Problem description => Match the word "stream". Return each line of the data below where it appears.

[Collected data entries]
- Opening Delimiter -

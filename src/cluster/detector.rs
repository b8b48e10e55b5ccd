//! Layered strongly-connected-component detection per token
//!
//! For each token the trade-count graph is peeled one multiplicity layer at a
//! time: find the cyclic components, register them, decrement every edge,
//! repeat. A cycle repeated k times is rediscovered k times, so the
//! recurrence count measures how much circular trading a cluster carried.

use futures::stream::{self, StreamExt, TryStreamExt};
use std::collections::BTreeMap;
use std::sync::Arc;
use tokio_util::sync::CancellationToken;
use tracing::{debug, info, warn};

use super::graph::TradeGraph;
use super::registry::{ClusterId, ClusterRegistry};
use crate::error::{Error, Result};
use crate::ledger::{Trade, TraderId};

/// Bounds on a single token's peeling loop
#[derive(Debug, Clone, Default)]
pub struct PeelLimits {
    /// Stop peeling a token after this many layers
    pub max_iterations: Option<usize>,
    /// Aborts detection between layers
    pub cancel: CancellationToken,
}

/// Outcome of peeling one token's graph
#[derive(Debug, Clone, PartialEq, Eq)]
pub struct TokenDetection {
    pub token: String,
    /// Layers that produced at least one cyclic component
    pub layers: usize,
    /// Every (layer, cluster) discovery in order
    pub discoveries: Vec<ClusterId>,
    /// Peeling stopped at the iteration cap with cycles left
    pub truncated: bool,
    /// Edges of the last layer; zero once the graph peeled away completely
    pub remaining_edges: usize,
}

/// Totals over every token
#[derive(Debug, Clone, Default, PartialEq, Eq)]
pub struct DetectionReport {
    pub tokens: usize,
    pub discoveries: usize,
    pub unique_clusters: usize,
    pub truncated_tokens: Vec<String>,
}

/// Graph cluster detector writing into a shared registry
#[derive(Debug, Clone)]
pub struct GraphClusterDetector {
    registry: Arc<ClusterRegistry>,
    limits: PeelLimits,
}

impl GraphClusterDetector {
    pub fn new(registry: Arc<ClusterRegistry>, limits: PeelLimits) -> Self {
        Self { registry, limits }
    }

    pub fn registry(&self) -> &Arc<ClusterRegistry> {
        &self.registry
    }

    /// Peel one token's graph until it is empty or acyclic
    pub fn detect_token(&self, token: &str, graph: TradeGraph) -> Result<TokenDetection> {
        let mut detection = TokenDetection {
            token: token.to_string(),
            layers: 0,
            discoveries: Vec::new(),
            truncated: false,
            remaining_edges: 0,
        };

        let mut graph = graph;
        while !graph.is_empty() {
            if self.limits.cancel.is_cancelled() {
                return Err(Error::Cancelled {
                    token: token.to_string(),
                });
            }

            let components = graph.cyclic_components();
            if components.is_empty() {
                break;
            }

            if let Some(max) = self.limits.max_iterations {
                if detection.layers >= max {
                    warn!(
                        token = %token,
                        layers = detection.layers,
                        remaining_edges = graph.edge_count(),
                        "Peeling stopped at iteration cap"
                    );
                    detection.truncated = true;
                    break;
                }
            }

            for members in components {
                detection.discoveries.push(self.registry.register(members));
            }
            detection.layers += 1;

            graph = graph.decayed();
        }
        detection.remaining_edges = graph.edge_count();

        debug!(
            token = %token,
            layers = detection.layers,
            discoveries = detection.discoveries.len(),
            remaining_edges = detection.remaining_edges,
            "Token decomposed"
        );

        Ok(detection)
    }

    /// Decompose every token, `parallelism` tokens at a time on the blocking pool
    pub async fn detect_all(&self, trades: &[Trade], parallelism: usize) -> Result<DetectionReport> {
        let graphs = token_graphs(trades);
        let tokens = graphs.len();
        info!("Detecting clusters for {} tokens", tokens);

        let detections: Vec<TokenDetection> = stream::iter(graphs)
            .map(|(token, graph)| {
                let detector = self.clone();
                async move {
                    match tokio::task::spawn_blocking(move || detector.detect_token(&token, graph)).await {
                        Ok(detection) => detection,
                        Err(e) => Err(Error::Internal(format!("detection task failed: {}", e))),
                    }
                }
            })
            .buffer_unordered(parallelism.max(1))
            .try_collect()
            .await?;

        let report = DetectionReport {
            tokens,
            discoveries: detections.iter().map(|d| d.discoveries.len()).sum(),
            unique_clusters: self.registry.len(),
            truncated_tokens: {
                let mut truncated: Vec<String> = detections
                    .iter()
                    .filter(|d| d.truncated)
                    .map(|d| d.token.clone())
                    .collect();
                truncated.sort();
                truncated
            },
        };

        info!(
            "Found {} cluster discoveries ({} unique clusters) across {} tokens",
            report.discoveries, report.unique_clusters, report.tokens
        );

        Ok(report)
    }
}

/// Build one trade-count graph per token, keyed in token order
pub fn token_graphs(trades: &[Trade]) -> BTreeMap<String, TradeGraph> {
    let mut pairs: BTreeMap<String, Vec<(TraderId, TraderId)>> = BTreeMap::new();
    for trade in trades {
        pairs
            .entry(trade.token().to_string())
            .or_default()
            .push((trade.eth_buyer_id, trade.eth_seller_id));
    }

    pairs
        .into_iter()
        .map(|(token, pairs)| (token, TradeGraph::from_pairs(pairs)))
        .collect()
}

#[cfg(test)]
mod tests {
    use super::*;
    use crate::ledger::{TradeRecord, WashLabel};

    fn trade(tx: &str, token: &str, buyer: TraderId, seller: TraderId) -> Trade {
        Trade {
            record: TradeRecord {
                tx_hash: tx.to_string(),
                token: token.to_string(),
                timestamp: 0,
                day_start: 0,
                eth_buyer: format!("0x{}", buyer),
                eth_seller: format!("0x{}", seller),
                amount_eth: 1.0,
                amount_token: 1.0,
                amount_dollar: 1.0,
                raw: Vec::new(),
            },
            eth_buyer_id: buyer,
            eth_seller_id: seller,
            label: WashLabel::Unknown,
        }
    }

    fn detector() -> GraphClusterDetector {
        GraphClusterDetector::new(Arc::new(ClusterRegistry::new()), PeelLimits::default())
    }

    #[test]
    fn test_two_cycle_is_found_once_per_layer() {
        let detector = detector();
        let graph = TradeGraph::from_pairs([(1, 2), (1, 2), (2, 1), (2, 1)]);

        let detection = detector.detect_token("0xtok", graph).unwrap();

        let id = ClusterId::from_members(&[1, 2]);
        assert_eq!(detection.layers, 2);
        assert_eq!(detection.discoveries, vec![id.clone(), id.clone()]);
        assert!(!detection.truncated);
        assert_eq!(detection.remaining_edges, 0);
        assert_eq!(detector.registry().recurrence(&id), 2);
        assert_eq!(detector.registry().len(), 1);
    }

    #[test]
    fn test_uneven_cycle_counts_limited_by_weakest_edge() {
        let detector = detector();
        // 1 -> 2 three times, 2 -> 1 once: only one layer is cyclic
        let graph = TradeGraph::from_pairs([(1, 2), (1, 2), (1, 2), (2, 1)]);

        let detection = detector.detect_token("0xtok", graph).unwrap();
        assert_eq!(detection.layers, 1);
        // 1 -> 2 is left over with weight 2 and no way back
        assert_eq!(detection.remaining_edges, 1);
        assert_eq!(
            detector.registry().recurrence(&ClusterId::from_members(&[1, 2])),
            1
        );
    }

    #[test]
    fn test_empty_and_acyclic_graphs_yield_nothing() {
        let detector = detector();

        let empty = detector.detect_token("0xa", TradeGraph::default()).unwrap();
        assert_eq!(empty.layers, 0);

        let acyclic = detector
            .detect_token("0xb", TradeGraph::from_pairs([(1, 2), (2, 3)]))
            .unwrap();
        assert!(acyclic.discoveries.is_empty());
        assert!(detector.registry().is_empty());
    }

    #[test]
    fn test_iteration_cap_truncates() {
        let limits = PeelLimits {
            max_iterations: Some(2),
            cancel: CancellationToken::new(),
        };
        let detector = GraphClusterDetector::new(Arc::new(ClusterRegistry::new()), limits);
        let pairs: Vec<(TraderId, TraderId)> =
            std::iter::repeat([(1, 2), (2, 1)]).take(5).flatten().collect();

        let detection = detector
            .detect_token("0xtok", TradeGraph::from_pairs(pairs))
            .unwrap();
        assert_eq!(detection.layers, 2);
        assert!(detection.truncated);
        assert_eq!(detection.remaining_edges, 2);
    }

    #[test]
    fn test_cancellation_aborts() {
        let limits = PeelLimits::default();
        limits.cancel.cancel();
        let detector = GraphClusterDetector::new(Arc::new(ClusterRegistry::new()), limits);

        let err = detector
            .detect_token("0xtok", TradeGraph::from_pairs([(1, 2), (2, 1)]))
            .unwrap_err();
        assert!(matches!(err, Error::Cancelled { .. }));
    }

    #[tokio::test]
    async fn test_same_cycle_on_two_tokens_shares_identity() {
        let detector = detector();
        let trades = vec![
            trade("t1", "0xa", 1, 2),
            trade("t2", "0xa", 2, 1),
            trade("t3", "0xb", 2, 1),
            trade("t4", "0xb", 1, 2),
            trade("t5", "0xb", 3, 1),
        ];

        let report = detector.detect_all(&trades, 2).await.unwrap();

        assert_eq!(report.tokens, 2);
        assert_eq!(report.discoveries, 2);
        assert_eq!(report.unique_clusters, 1);
        assert!(report.truncated_tokens.is_empty());
        assert_eq!(
            detector.registry().recurrence(&ClusterId::from_members(&[1, 2])),
            2
        );
    }
}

- Closing Delimiter -

Result of this task =>
use futures::stream::{self, StreamExt, TryStreamExt};
        let detections: Vec<TokenDetection> = stream::iter(graphs)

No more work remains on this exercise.